The roll-out of the COVID-19 vaccine is slowly underway – what should an employer know if considering whether to mandate that its employees be vaccinated as a condition of employment? It’s a great question and a thorny one. Employers must use their best business judgment in light of the specific nature of their business and their employees contact with one another and the public. It may be that a mandatory policy is appropriate for certain workers based upon their interaction with other employees and the community, but not for others. There are also exemptions that need to be accommodated and other legal and practical implications attendant to any vaccine policy. An employer’s vaccination policy should be developed in consultation with counsel.
An employer’s vaccination policy should be developed in consultation with counsel.
The following are questions and issues for employers to consider as they develop a vaccination policy that is appropriate for their workforce.
Can an employer mandate the vaccine?
The very first question an employer must address is whether their business can require workers to receive a COVID-19 vaccination. On December 16, 2020, the EEOC came out with its first semblance of guidance on this. While the EEOC guidance clears the way for employers to mandate vaccination with appropriate business justification it does not explicitly sanction mandatory vaccinations in all work environments and for all employees. It is important that employers make an individual assessment of their workforce, and the positions within that workforce. There may be a basis to mandate vaccination under the ADA when a worker poses a “direct threat” to themselves or others by their physical presence in the workplace without being immunized. Determining if an employee is a “direct threat” is made on a position by position basis and centers around whether or not the position requires close contact with other employees or the public. For workplaces that do not require close contact (but there is contact between employees and/or the public), they may still be able to establish an adequate justification given the nature of COVID-19, but there may be other factors to weigh in imposing a mandatory policy. This will be a highly individualized business determination and decision.
If an employer mandates the COVID-19 vaccination, what reasonable accommodations must be provided?

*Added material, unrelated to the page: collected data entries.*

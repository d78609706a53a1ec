use base64::engine::general_purpose::URL_SAFE_NO_PAD;
use base64::Engine;
use rand_core::{OsRng, RngCore};

use crate::error::{AuthError, AuthResult};

const SECRET_LEN: usize = 32;
const DEFAULT_LEEWAY_SECONDS: u32 = 30;

/// Startup configuration for one trusted issuer. The registry turns a list
/// of these into verifiers; nothing is mutable after that.
#[derive(Clone)]
pub struct IssuerConfig {
    /// Expected `iss` claim value; also the registry lookup key.
    pub name: String,
    /// Allowable clock skew in seconds when validating exp/iat.
    pub leeway_seconds: u32,
    pub verifier: VerifierSource,
}

/// Where the verification key material for an issuer comes from.
#[derive(Clone)]
pub enum VerifierSource {
    /// Public keys published at a JWKS endpoint, fetched lazily.
    Jwks { url: String },
    /// A process-held symmetric key for HMAC-signed tokens.
    SharedSecret { secret: SharedSecret },
}

impl IssuerConfig {
    pub fn jwks(name: impl Into<String>, url: impl Into<String>) -> Self {
        Self {
            name: name.into(),
            leeway_seconds: DEFAULT_LEEWAY_SECONDS,
            verifier: VerifierSource::Jwks { url: url.into() },
        }
    }

    pub fn shared_secret(name: impl Into<String>, secret: SharedSecret) -> Self {
        Self {
            name: name.into(),
            leeway_seconds: DEFAULT_LEEWAY_SECONDS,
            verifier: VerifierSource::SharedSecret { secret },
        }
    }

    /// Adjust the allowed leeway.
    pub fn with_leeway(mut self, seconds: u32) -> Self {
        self.leeway_seconds = seconds;
        self
    }
}

/// 256-bit symmetric key for HMAC verification.
#[derive(Clone)]
pub struct SharedSecret(Vec<u8>);

impl std::fmt::Debug for SharedSecret {
    fn fmt(&self, f: &mut std::fmt::Formatter<'_>) -> std::fmt::Result {
        f.write_str("SharedSecret(..)")
    }
}

impl SharedSecret {
    /// Draws a fresh key from the OS CSPRNG. Failure to obtain secure
    /// randomness is fatal at startup, never a fallback to a weaker source.
    pub fn generate() -> AuthResult<Self> {
        let mut bytes = [0u8; SECRET_LEN];
        OsRng.try_fill_bytes(&mut bytes).map_err(|err| {
            AuthError::Configuration(format!("unable to generate shared secret: {err}"))
        })?;
        Ok(Self(bytes.to_vec()))
    }

    pub fn from_bytes(bytes: impl Into<Vec<u8>>) -> AuthResult<Self> {
        let bytes = bytes.into();
        if bytes.len() != SECRET_LEN {
            return Err(AuthError::Configuration(format!(
                "shared secret must be {SECRET_LEN} bytes, got {}",
                bytes.len()
            )));
        }
        Ok(Self(bytes))
    }

    /// Parses a base64url (unpadded) encoded key.
    pub fn from_base64(encoded: &str) -> AuthResult<Self> {
        let bytes = URL_SAFE_NO_PAD
            .decode(encoded.trim())
            .map_err(|err| AuthError::Configuration(format!("invalid shared secret: {err}")))?;
        Self::from_bytes(bytes)
    }

    pub fn as_bytes(&self) -> &[u8] {
        &self.0
    }
}
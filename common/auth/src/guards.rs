use axum::http::StatusCode;

use crate::authority::authority_label;
use crate::claims::Principal;

#[derive(Debug, Clone)]
pub enum GuardError {
    Forbidden { required: Vec<String> },
}

impl GuardError {
    pub fn into_response(self) -> (StatusCode, String) {
        match self {
            GuardError::Forbidden { required } => (
                StatusCode::FORBIDDEN,
                if required.is_empty() {
                    "Insufficient role".to_string()
                } else {
                    format!("Insufficient role. Required one of: {}", required.join(", "))
                },
            ),
        }
    }
}

impl From<GuardError> for (StatusCode, String) {
    fn from(value: GuardError) -> Self {
        value.into_response()
    }
}

/// Checks that the principal holds at least one of the named roles. An empty
/// allow-list means any authenticated principal passes.
pub fn ensure_role(principal: &Principal, allowed: &[&str]) -> Result<(), GuardError> {
    if allowed.is_empty() {
        return Ok(());
    }

    let permitted = allowed
        .iter()
        .any(|role| principal.has_authority(&authority_label(role)));

    if permitted {
        Ok(())
    } else {
        Err(GuardError::Forbidden {
            required: allowed.iter().map(|value| value.to_string()).collect(),
        })
    }
}

#[cfg(test)]
mod tests {
    use super::*;
    use crate::roles::{ROLE_ADMIN, ROLE_USER};
    use std::collections::BTreeSet;

    fn principal_with(roles: &[&str]) -> Principal {
        Principal {
            subject: "bob".to_string(),
            authorities: roles.iter().map(|role| authority_label(role)).collect(),
        }
    }

    #[test]
    fn matching_role_passes() {
        let principal = principal_with(&[ROLE_USER]);
        ensure_role(&principal, &[ROLE_USER, ROLE_ADMIN]).expect("user role suffices");
    }

    #[test]
    fn missing_role_is_forbidden() {
        let principal = principal_with(&[ROLE_USER]);
        let err = ensure_role(&principal, &[ROLE_ADMIN]).expect_err("user lacks admin");
        let (status, _) = err.into_response();
        assert_eq!(status, StatusCode::FORBIDDEN);
    }

    #[test]
    fn empty_allow_list_only_requires_authentication() {
        let principal = Principal {
            subject: "mallory".to_string(),
            authorities: BTreeSet::new(),
        };
        ensure_role(&principal, &[]).expect("no role required");
    }
}
use std::collections::HashMap;
use std::sync::{Arc, RwLock};

use jsonwebtoken::{decode, decode_header, Algorithm, DecodingKey, Validation};
use serde_json::Value;
use tokio::sync::Mutex;
use tracing::debug;

use crate::claims::Claims;
use crate::config::{IssuerConfig, SharedSecret, VerifierSource};
use crate::error::{AuthError, AuthResult};
use crate::jwks::{JwksFetcher, JwksKey};

/// Copy-on-refresh store for keys fetched from a JWKS endpoint. Readers see
/// either the previous snapshot or the new one, never a partial set.
#[derive(Clone, Default)]
pub struct KeySetCache {
    inner: Arc<RwLock<HashMap<String, JwksKey>>>,
}

impl KeySetCache {
    pub fn new() -> Self {
        Self::default()
    }

    pub fn get(&self, kid: &str) -> Option<JwksKey> {
        let guard = self.inner.read().expect("rwlock poisoned");
        guard.get(kid).cloned()
    }

    pub fn contains(&self, kid: &str) -> bool {
        let guard = self.inner.read().expect("rwlock poisoned");
        guard.contains_key(kid)
    }

    pub fn is_empty(&self) -> bool {
        let guard = self.inner.read().expect("rwlock poisoned");
        guard.is_empty()
    }

    pub fn all(&self) -> Vec<JwksKey> {
        let guard = self.inner.read().expect("rwlock poisoned");
        guard.values().cloned().collect()
    }

    pub fn replace_all(&self, keys: Vec<JwksKey>) {
        let mut guard = self.inner.write().expect("rwlock poisoned");
        guard.clear();
        for key in keys.into_iter() {
            guard.insert(key.kid.clone(), key);
        }
    }
}

/// Verifies tokens against an issuer's published key set, fetched lazily and
/// refreshed when a token references a key id we have not seen.
pub struct RemoteKeySetVerifier {
    issuer: String,
    leeway_seconds: u32,
    fetcher: JwksFetcher,
    cache: KeySetCache,
    refresh_gate: Mutex<()>,
}

impl RemoteKeySetVerifier {
    pub fn new(issuer: impl Into<String>, fetcher: JwksFetcher, leeway_seconds: u32) -> Self {
        Self {
            issuer: issuer.into(),
            leeway_seconds,
            fetcher,
            cache: KeySetCache::new(),
            refresh_gate: Mutex::new(()),
        }
    }

    pub fn issuer(&self) -> &str {
        &self.issuer
    }

    pub fn cache(&self) -> &KeySetCache {
        &self.cache
    }

    pub async fn verify(&self, token: &str) -> AuthResult<Claims> {
        let header = decode_header(token).map_err(|_| AuthError::MalformedToken)?;
        let candidates = self.candidate_keys(&header).await?;

        let mut last_err = None;
        for candidate in candidates {
            let mut validation = Validation::new(header.alg);
            validation.algorithms = candidate.algorithms.clone();
            validation.set_issuer(&[&self.issuer]);
            validation.validate_aud = false;
            validation.leeway = u64::from(self.leeway_seconds);

            match decode::<Value>(token, &candidate.key, &validation) {
                Ok(data) => {
                    let claims = Claims::try_from(data.claims)?;
                    claims.ensure_not_issued_in_future(self.leeway_seconds)?;
                    debug!(issuer = %self.issuer, kid = %candidate.kid, "verified JWT successfully");
                    return Ok(claims);
                }
                Err(err) => last_err = Some(err),
            }
        }

        Err(last_err.map(AuthError::from).unwrap_or_else(|| {
            AuthError::InvalidToken("no verification keys available".to_string())
        }))
    }

    /// Selects keys to try: the one named by the token's kid (refreshing the
    /// cache on a miss), falling back to every cached key compatible with the
    /// token's algorithm when no kid is present or none matches.
    async fn candidate_keys(&self, header: &jsonwebtoken::Header) -> AuthResult<Vec<JwksKey>> {
        match header.kid.as_deref() {
            Some(kid) => {
                if let Some(key) = self.cache.get(kid) {
                    return Ok(vec![key]);
                }
                self.refresh_if(|cache| !cache.contains(kid)).await?;
                if let Some(key) = self.cache.get(kid) {
                    return Ok(vec![key]);
                }
                self.compatible_keys(header.alg)
            }
            None => {
                if self.cache.is_empty() {
                    self.refresh_if(KeySetCache::is_empty).await?;
                }
                self.compatible_keys(header.alg)
            }
        }
    }

    fn compatible_keys(&self, alg: Algorithm) -> AuthResult<Vec<JwksKey>> {
        let keys: Vec<JwksKey> = self
            .cache
            .all()
            .into_iter()
            .filter(|key| key.algorithms.contains(&alg))
            .collect();
        if keys.is_empty() {
            return Err(AuthError::InvalidToken(format!(
                "no signing key compatible with algorithm {alg:?}"
            )));
        }
        Ok(keys)
    }

    /// Single-flight refresh: concurrent misses queue on the gate and the
    /// late arrivals re-check the cache instead of fetching again.
    async fn refresh_if<F>(&self, still_needed: F) -> AuthResult<()>
    where
        F: Fn(&KeySetCache) -> bool,
    {
        let _guard = self.refresh_gate.lock().await;
        if !still_needed(&self.cache) {
            return Ok(());
        }

        let keys = self.fetcher.fetch().await?;
        if keys.is_empty() {
            return Err(AuthError::Configuration(format!(
                "JWK set at '{}' yields no permitted signature algorithms",
                self.fetcher.url()
            )));
        }

        debug!(issuer = %self.issuer, count = keys.len(), "refreshed key set");
        self.cache.replace_all(keys);
        Ok(())
    }
}

/// Verifies HMAC-signed tokens with a process-held symmetric key. Purely
/// local, no network access.
pub struct SharedSecretVerifier {
    issuer: String,
    leeway_seconds: u32,
    key: DecodingKey,
}

impl SharedSecretVerifier {
    pub fn new(issuer: impl Into<String>, secret: &SharedSecret, leeway_seconds: u32) -> Self {
        Self {
            issuer: issuer.into(),
            leeway_seconds,
            key: DecodingKey::from_secret(secret.as_bytes()),
        }
    }

    pub fn issuer(&self) -> &str {
        &self.issuer
    }

    pub fn verify(&self, token: &str) -> AuthResult<Claims> {
        decode_header(token).map_err(|_| AuthError::MalformedToken)?;

        let mut validation = Validation::new(Algorithm::HS256);
        validation.set_issuer(&[&self.issuer]);
        validation.validate_aud = false;
        validation.leeway = u64::from(self.leeway_seconds);

        let data = decode::<Value>(token, &self.key, &validation)?;
        let claims = Claims::try_from(data.claims)?;
        claims.ensure_not_issued_in_future(self.leeway_seconds)?;
        debug!(issuer = %self.issuer, "verified HMAC JWT successfully");
        Ok(claims)
    }
}

/// The closed set of verification strategies an issuer can be configured with.
pub enum TokenVerifier {
    RemoteKeySet(RemoteKeySetVerifier),
    SharedSecret(SharedSecretVerifier),
}

impl TokenVerifier {
    pub fn from_config(config: IssuerConfig) -> AuthResult<Self> {
        match config.verifier {
            VerifierSource::Jwks { url } => Ok(Self::RemoteKeySet(RemoteKeySetVerifier::new(
                config.name,
                JwksFetcher::new(url)?,
                config.leeway_seconds,
            ))),
            VerifierSource::SharedSecret { secret } => Ok(Self::SharedSecret(
                SharedSecretVerifier::new(config.name, &secret, config.leeway_seconds),
            )),
        }
    }

    pub fn issuer(&self) -> &str {
        match self {
            Self::RemoteKeySet(verifier) => verifier.issuer(),
            Self::SharedSecret(verifier) => verifier.issuer(),
        }
    }

    pub async fn verify(&self, token: &str) -> AuthResult<Claims> {
        match self {
            Self::RemoteKeySet(verifier) => verifier.verify(token).await,
            Self::SharedSecret(verifier) => verifier.verify(token),
        }
    }
}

If there is appropriate business justification to mandate vaccination, and an employer decides to do so, it must follow accommodation requirements under the ADA and Title VII. This means that employers must provide reasonable accommodations to employees with disabilities and employees who are unable to receive the vaccine on the basis of sincerely held religious beliefs. Processing exemptions can be a complicated and murky task. There is a risk that if not properly addressed an employee could file a discrimination complaint.
Should an employer mandate a vaccine?
It may be appropriate to consider a voluntary vaccination policy if your workforce (or a portion of the workforce) is not in a high-risk industry. The following are some of the factors employers should weigh in contemplating whether a mandatory or discretionary vaccine policy is appropriate for them:
Potential Liability to the Employee... and to the Public.
What liability might exist if employees suffer side effects from the vaccine? Employers may face liability pursuant to state worker’s compensation laws if an employer mandates the vaccine and then an employee suffers a severe reaction. On the other hand, what potential negligence liability might exist if your employees are not vaccinated and they have close contact with the public?
If you have a mandatory vaccine policy, are you prepared to terminate an employee who refuses to be vaccinated and does not qualify for an exemption?
How will your employees view a mandatory vaccine policy? Will they resent the policy or feel pressured?
If you are considering a discretionary policy, are there opportunities to incentivize vaccination as part of your wellness program? What about monetary incentives? What kind of incentives can you create and have you consulted with employment counsel about any benefits/hour/wage implications of such incentives?
There is significant uncertainty. We have heard from the EEOC for the first time on vaccination mandates, but it is unlikely to be the last. We are all receiving new guidance all the time from regulatory bodies as well as from federal, state and local health departments. We are constantly learning new scientific information about the virus and vaccine. What is your business’ risk tolerance and ability to adapt its vaccination policy to a changing environment?
How will you implement a vaccine policy?
Do you have a written plan for implementing your vaccination policy, including how it will be communicated to your employees?
Administration of Vaccine.
Will you directly administer the vaccine, contract for the vaccine to be provided, or require proof of vaccination from a third party? These choices each carry distinct legal and practical considerations.
Who will pay for the vaccine? Remember, the Fair Labor Standards Act (FLSA) requires covered employers to reimburse employees for expenses incurred on the employer’s behalf or where the employee is required to spend money for the convenience of the employer.
Who will be charged with handling the associated administrative burden? Who will keep the records, process vaccination proof, assess exemption request and implement discipline policies or incentive programs?
What will your policy be for time off to receive the vaccine or if an employee becomes sick after receiving the vaccine?